Random forest has many hyperparameters. Hyperparameters included in Random Forest are:
* `n_estimators` = number of trees in the forest
* `criterion` = the criterion used to choose a split at each node (e.g. gini, entropy, mse, etc.)
* `max_depth` = maximum length of the longest route in each tree
* `min_samples_split` = minimum number of samples to split on at a node
* `max_leaf_nodes` = maximum number of leaf nodes
* `max_features` = maximum number of random features to test at each node
* `max_samples` = size of bootstrapped dataset for each tree

In [None]:
import pandas as pds
import seaborn as sns
import matplotlib.pyplot as plt
import numpy as np
import pydotplus
from sklearn.tree import DecisionTreeClassifier, export_graphviz # Import Decision Tree Classifier
from sklearn.ensemble import RandomForestClassifier
from sklearn.metrics import confusion_matrix
from sklearn.metrics import accuracy_score, precision_score, recall_score, f1_score,\
        roc_auc_score, auc, precision_recall_curve, roc_curve
from sklearn.metrics import classification_report
from sklearn.model_selection import train_test_split, RandomizedSearchCV
from sklearn import tree
from IPython.display import Image 

import random
## set seed for randomization
random.seed(42)

In [None]:
## build and fit random forest classifier
rfc = RandomForestClassifier(n_estimators=100, max_depth=4, random_state=42)
rfc.fit(X_train, y_train)

## Evaluating random forest
We can evaluate the our random forest classifier by calculating the accuracy, recall, precision, and F1 scores.

In [None]:
y_pred_forest = rfc.predict(X_test)
y_proba_forest = list(zip(*rfc.predict_proba(X_test)))[1]
accuracy_score(y_test, y_pred_forest)

In [None]:
recall_score(y_test, y_pred_forest)

In [None]:
precision_score(y_test, y_pred_forest)

In [None]:
f1_score(y_test, y_pred_forest)

As before, we can display the `confusion_matrix` of our classifier.

In [None]:
## get values for confusion matrix
tn, fp, fn, tp = confusion_matrix(y_test, y_pred_forest).ravel()
print((tn, fp, fn, tp))

In [None]:
## show confusion matrix for random forest
show_confusion_matrix(y_test, y_pred_forest)

In [None]:
def plot_static_roc_curve(fpr, tpr):
    plt.figure(figsize=[5,5])
    plt.fill_between(fpr, tpr, alpha=.5, color='darkorange')
    # Add dashed line with a slope of 1
    plt.plot(fpr, tpr, color='darkorange', lw=2)
    plt.plot([0,1], [0,1], linestyle=(0, (5, 5)), linewidth=2)
    plt.xlabel("False Positive Rate")
    plt.ylabel("True Positive Rate")
    plt.title("ROC curve");
    
def plot_static_pr_curve(recall, precision):
    plt.figure(figsize=[5,5])
    plt.fill_between(recall, precision, alpha=.5, color='darkorange')
    plt.plot(recall, precision, color='darkorange', lw=2)
    # Add dashed line with a slope of 1
    plt.plot([1,0], [0,1], linestyle=(0, (5, 5)), linewidth=2)
    plt.xlabel("Recall")
    plt.ylabel("Precision")
    plt.title("Precision-recall curve");

In [None]:
roc_auc_score(y_test, y_proba_forest)

In [None]:
fpr, tpr, thresholds = roc_curve(y_test, y_proba_forest)
plot_static_roc_curve(fpr,tpr)

In [None]:
precision, recall, thresholds = precision_recall_curve(y_test, y_proba_forest)
auc(recall, precision)

In [None]:
plot_static_pr_curve(recall,precision)

## Hyperparameter tuning

Cross-validation is key to choosing the best possible hyperparameters.

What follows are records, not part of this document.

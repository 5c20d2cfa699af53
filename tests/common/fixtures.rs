//! Archive and page-tree fixtures

use std::io::Write;
use std::path::{Path, PathBuf};
use tempfile::TempDir;
use tldr_mirror::{Config, SyncCoordinator};
use wiremock::matchers::{method, path};
use wiremock::{Mock, MockServer, ResponseTemplate};
use zip::CompressionMethod;
use zip::write::FileOptions;

/// Path the mock server serves the archive under
pub const ARCHIVE_PATH: &str = "/tldr/archive/refs/heads/main.zip";

/// Build an in-memory zip archive wrapped in `tldr-main/`, like the upstream one
///
/// Each entry is `(path below the wrapper, content)`.
pub fn upstream_archive(entries: &[(&str, &str)]) -> Vec<u8> {
    let mut zip = zip::ZipWriter::new(std::io::Cursor::new(Vec::new()));
    let options = FileOptions::default().compression_method(CompressionMethod::Deflated);

    zip.add_directory("tldr-main/", options)
        .expect("failed to add wrapper directory");
    for (name, content) in entries {
        zip.start_file(format!("tldr-main/{name}"), options)
            .expect("failed to start zip entry");
        zip.write_all(content.as_bytes())
            .expect("failed to write zip entry");
    }
    zip.finish().expect("failed to finish zip").into_inner()
}

/// A realistic archive: `pages` for English, a `pages.en` symlink, extra languages
/// and repository files that must be stripped
pub fn realistic_archive() -> Vec<u8> {
    let mut zip = zip::ZipWriter::new(std::io::Cursor::new(Vec::new()));
    let options = FileOptions::default().compression_method(CompressionMethod::Deflated);

    let files = [
        ("tldr-main/README.md", "# tldr-pages"),
        ("tldr-main/LICENSE.md", "CC-BY-4.0"),
        ("tldr-main/scripts/build.py", "print('build')"),
        ("tldr-main/pages/common/tar.md", "# tar\n\n> Archiving utility.\n"),
        ("tldr-main/pages/common/git.md", "# git\n\n> Distributed VCS.\n"),
        ("tldr-main/pages/linux/apt.md", "# apt\n\n> Debian package manager.\n"),
        ("tldr-main/pages/osx/brew.md", "# brew\n\n> Homebrew.\n"),
        ("tldr-main/pages.de/common/tar.md", "# tar\n\n> Archivierungswerkzeug.\n"),
        ("tldr-main/pages.fr/linux/apt.md", "# apt\n\n> Gestionnaire de paquets.\n"),
    ];
    for (name, content) in files {
        zip.start_file(name, options)
            .expect("failed to start zip entry");
        zip.write_all(content.as_bytes())
            .expect("failed to write zip entry");
    }
    zip.add_symlink("tldr-main/pages.en", "pages", options)
        .expect("failed to add symlink entry");

    zip.finish().expect("failed to finish zip").into_inner()
}

/// Start a mock server answering the archive path with `body`
pub async fn serve_archive(body: Vec<u8>) -> MockServer {
    serve_response(ResponseTemplate::new(200).set_body_bytes(body)).await
}

/// Start a mock server answering the archive path with `response`
pub async fn serve_response(response: ResponseTemplate) -> MockServer {
    let server = MockServer::start().await;
    Mock::given(method("GET"))
        .and(path(ARCHIVE_PATH))
        .respond_with(response)
        .mount(&server)
        .await;
    server
}

/// Layer roots inside a temporary directory
pub struct TestRoots {
    /// Keeps the temporary directory alive
    pub temp: TempDir,
    /// Bundled snapshot root
    pub bundled: PathBuf,
    /// Cache tree root
    pub cache: PathBuf,
}

impl TestRoots {
    /// Fresh roots; neither layer exists yet
    pub fn new() -> Self {
        let temp = TempDir::new().expect("failed to create temp dir");
        let bundled = temp.path().join("app").join("share").join("tldr-data");
        let cache = temp.path().join("cache").join("brief").join("tldr-data");
        Self {
            temp,
            bundled,
            cache,
        }
    }

    /// Configuration pointing at these roots and the mock server
    pub fn config(&self, server: &MockServer) -> Config {
        let mut config = Config::with_roots(&self.bundled, &self.cache);
        config.sync.archive_url = format!("{}{}", server.uri(), ARCHIVE_PATH);
        config
    }

    /// Coordinator pointing at these roots and the mock server
    pub fn coordinator(&self, server: &MockServer) -> SyncCoordinator {
        SyncCoordinator::new(self.config(server)).expect("failed to create coordinator")
    }
}

/// Write a page below a layer root
pub fn write_page(root: &Path, language: &str, platform: &str, command: &str, content: &str) {
    let dir = root.join(format!("pages.{language}")).join(platform);
    std::fs::create_dir_all(&dir).expect("failed to create page directory");
    std::fs::write(dir.join(format!("{command}.md")), content).expect("failed to write page");
}
//! Refresh the page cache and print a page
//!
//! ```bash
//! RUST_LOG=tldr_mirror=debug cargo run --example refresh -- tar
//! ```
//!
//! Pass `--json` to print each refresh event as a JSON line instead of a label.

use tldr_mirror::{Config, Event, SyncCoordinator};
use tracing_subscriber::EnvFilter;

#[tokio::main]
async fn main() -> Result<(), Box<dyn std::error::Error>> {
    tracing_subscriber::fmt()
        .with_env_filter(
            EnvFilter::try_from_default_env().unwrap_or_else(|_| EnvFilter::new("info")),
        )
        .init();

    let mut args: Vec<String> = std::env::args().skip(1).collect();
    let json = if let Some(pos) = args.iter().position(|a| a == "--json") {
        args.remove(pos);
        true
    } else {
        false
    };
    let command = args.first().map(String::as_str).unwrap_or("tar");

    let sync = SyncCoordinator::new(Config::default())?;
    let info = sync.store().info();
    println!("active layer: {} ({})", info.layer, info.root.display());

    let mut refresh = sync.refresh()?;
    while let Some(event) = refresh.next_event().await {
        if json {
            println!("{}", serde_json::to_string(&event)?);
            continue;
        }
        match event {
            Event::Progress { label, .. } => println!("{label}"),
            Event::Finished { message, .. } => println!("{message}"),
        }
    }
    if let Err(e) = refresh.wait().await {
        eprintln!("{}", e.user_message());
    }

    let index = sync.store().list_commands(&["en"], &["common", "linux", "osx"])?;
    println!("{} commands indexed", index.len());

    let page = sync.store().get_page("en", "common", command)?;
    println!("{}", page.into_text());

    Ok(())
}
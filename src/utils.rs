//! Utility functions for filesystem queries, atomic swaps and progress labels

use std::path::Path;

/// Bytes per mebibyte, used for progress labels
const BYTES_PER_MB: f64 = 1024.0 * 1024.0;

/// Get available disk space for a given path
///
/// Uses platform-specific APIs to query filesystem statistics:
/// - Linux / macOS: statvfs
/// - Windows: GetDiskFreeSpaceExW
///
/// # Arguments
///
/// * `path` - An existing path on the filesystem to check (typically the cache directory)
///
/// # Returns
///
/// Returns the available disk space in bytes, or an IO error if the check fails.
pub fn get_available_space(path: &Path) -> std::io::Result<u64> {
    #[cfg(unix)]
    {
        use std::ffi::CString;
        use std::os::unix::ffi::OsStrExt;

        let c_path = CString::new(path.as_os_str().as_bytes())
            .map_err(|e| std::io::Error::new(std::io::ErrorKind::InvalidInput, e))?;

        // SAFETY: c_path is a valid, null-terminated C string, stat is zero-initialized
        // and only read after statvfs reports success.
        unsafe {
            let mut stat: libc::statvfs = std::mem::zeroed();
            if libc::statvfs(c_path.as_ptr(), &mut stat) != 0 {
                return Err(std::io::Error::last_os_error());
            }

            // f_bavail is available blocks for unprivileged users
            #[allow(clippy::unnecessary_cast)]
            let available_bytes = (stat.f_bavail as u64).saturating_mul(stat.f_frsize as u64);
            Ok(available_bytes)
        }
    }

    #[cfg(windows)]
    {
        use std::os::windows::ffi::OsStrExt;
        use winapi::um::fileapi::GetDiskFreeSpaceExW;

        let wide_path: Vec<u16> = path
            .as_os_str()
            .encode_wide()
            .chain(std::iter::once(0))
            .collect();

        // SAFETY: wide_path is a valid, null-terminated wide string and every output
        // pointer refers to a live, aligned u64.
        unsafe {
            let mut free_bytes_available: u64 = 0;
            let mut _total_bytes: u64 = 0;
            let mut _total_free_bytes: u64 = 0;

            if GetDiskFreeSpaceExW(
                wide_path.as_ptr(),
                &mut free_bytes_available as *mut u64 as *mut _,
                &mut _total_bytes as *mut u64 as *mut _,
                &mut _total_free_bytes as *mut u64 as *mut _,
            ) == 0
            {
                return Err(std::io::Error::last_os_error());
            }

            Ok(free_bytes_available)
        }
    }

    #[cfg(not(any(unix, windows)))]
    {
        let _ = path;
        Err(std::io::Error::new(
            std::io::ErrorKind::Unsupported,
            "Disk space checking is not supported on this platform",
        ))
    }
}

/// Atomically swap two existing paths
///
/// Uses `renameat2(RENAME_EXCHANGE)` on Linux. Both paths must exist and live on
/// the same filesystem. Returns an [`std::io::ErrorKind::Unsupported`] error on
/// other platforms, and the raw OS error (`EINVAL`, `ENOSYS`) when the kernel
/// or filesystem lacks support; callers fall back to sequential renames then.
pub fn exchange_paths(a: &Path, b: &Path) -> std::io::Result<()> {
    #[cfg(target_os = "linux")]
    {
        use std::ffi::CString;
        use std::os::unix::ffi::OsStrExt;

        let to_c = |p: &Path| {
            CString::new(p.as_os_str().as_bytes())
                .map_err(|e| std::io::Error::new(std::io::ErrorKind::InvalidInput, e))
        };
        let a = to_c(a)?;
        let b = to_c(b)?;

        // SAFETY: both arguments are valid, null-terminated C strings that outlive the call.
        let ret = unsafe {
            libc::renameat2(
                libc::AT_FDCWD,
                a.as_ptr(),
                libc::AT_FDCWD,
                b.as_ptr(),
                libc::RENAME_EXCHANGE,
            )
        };
        if ret != 0 {
            return Err(std::io::Error::last_os_error());
        }
        Ok(())
    }

    #[cfg(not(target_os = "linux"))]
    {
        let _ = (a, b);
        Err(std::io::Error::new(
            std::io::ErrorKind::Unsupported,
            "atomic path exchange is not supported on this platform",
        ))
    }
}

/// Whether an [`exchange_paths`] error means "not available here" rather than a real failure
pub fn is_exchange_unsupported(e: &std::io::Error) -> bool {
    if e.kind() == std::io::ErrorKind::Unsupported {
        return true;
    }
    #[cfg(target_os = "linux")]
    {
        matches!(e.raw_os_error(), Some(libc::EINVAL | libc::ENOSYS))
    }
    #[cfg(not(target_os = "linux"))]
    {
        false
    }
}

/// Label shown while the archive is streaming, e.g. `"Downloading… 42% (3.10 MB)"`
#[must_use]
pub fn download_label(fraction: f64, bytes_received: u64) -> String {
    format!(
        "Downloading… {:.0}% ({:.2} MB)",
        fraction * 100.0,
        bytes_received as f64 / BYTES_PER_MB
    )
}
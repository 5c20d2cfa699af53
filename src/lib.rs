//! # tldr-mirror
//!
//! Local mirror of the tldr-pages command documentation.
//!
//! Pages are read from one of two on-disk trees: a read-only snapshot bundled
//! with the application and an updatable cache tree that supersedes it once
//! present. A refresh downloads the upstream zip archive, normalizes its layout
//! and atomically swaps it in as the new cache tree.
//!
//! ## Design Philosophy
//!
//! - **Disk is the source of truth** - the active layer is re-resolved on every read
//! - **All-or-nothing refresh** - readers see the old tree or the new tree, never a mix
//! - **Event-driven** - refresh progress is delivered as ordered events
//!
//! ## Quick Start
//!
//! ```no_run
//! use tldr_mirror::{Config, Event, SyncCoordinator};
//!
//! #[tokio::main]
//! async fn main() -> Result<(), Box<dyn std::error::Error>> {
//!     let sync = SyncCoordinator::new(Config::default())?;
//!
//!     let page = sync.store().get_page("en", "common", "tar")?;
//!     println!("{}", page.into_text());
//!
//!     let mut refresh = sync.refresh()?;
//!     while let Some(event) = refresh.next_event().await {
//!         match event {
//!             Event::Progress { label, .. } => println!("{label}"),
//!             Event::Finished { message, .. } => println!("{message}"),
//!         }
//!     }
//!     refresh.wait().await?;
//!
//!     Ok(())
//! }
//! ```

#![warn(missing_docs)]
#![warn(clippy::all)]
#![warn(clippy::unwrap_used)]
#![warn(clippy::expect_used)]

/// Configuration types
pub mod config;
/// Error types
pub mod error;
/// Archive download
pub mod fetch;
/// Archive extraction and atomic installation
pub mod install;
/// Layered page store
pub mod store;
/// Refresh coordination
pub mod sync;
/// Core types and events
pub mod types;
/// Utility functions
pub mod utils;

// Re-export commonly used types
pub use config::{Config, StoreConfig, SyncConfig};
pub use error::{Error, FetchError, InstallError, Result, StorageError};
pub use fetch::{ArchiveFetcher, DownloadProgress, FetchedArchive};
pub use install::{ArchiveInstaller, InstallReport};
pub use store::{AutonymTable, LanguageNames, LayeredStore};
pub use sync::{RefreshHandle, SyncCoordinator};
pub use types::{
    CommandIndex, Event, LanguageEntry, PageLookup, PlatformEntry, RefreshPhase, RefreshState,
    StorageLayer, StoreInfo,
};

This involves splitting the training set into $k$ number of subsets where one subset is used as a validation set and the remaining $k-1$ are used for training. This is then completed over all possible sets of $k$ and the average of the metrics is used to assess the model with the given hyperparameters.

To further this idea, we can use cross-validation in concert with a *grid search* which runs a model with variable hyperparameters that are defined by lists of values. This will "check" the metrics for each of this runs and average them. The optimal combination of hyperparameters will be outputted as the best model.

In [None]:
# Number of trees to be used
rfc_n_estimators = [int(x) for x in np.linspace(100, 500, 5)]
# Maximum length in tree
rfc_max_depth = [int(x) for x in np.linspace(2, 10, 5)]

rfc_grid = {'n_estimators': rfc_n_estimators,
            'max_depth': rfc_max_depth}

# Create the model to be tuned
rfc_base = RandomForestClassifier(random_state=42)

# Create the random search Random Forest
rfc_random = RandomizedSearchCV(estimator = rfc_base, param_distributions = rfc_grid, 
                                n_iter = 200, cv = 4, scoring='f1',
                                random_state = 42, n_jobs = -1)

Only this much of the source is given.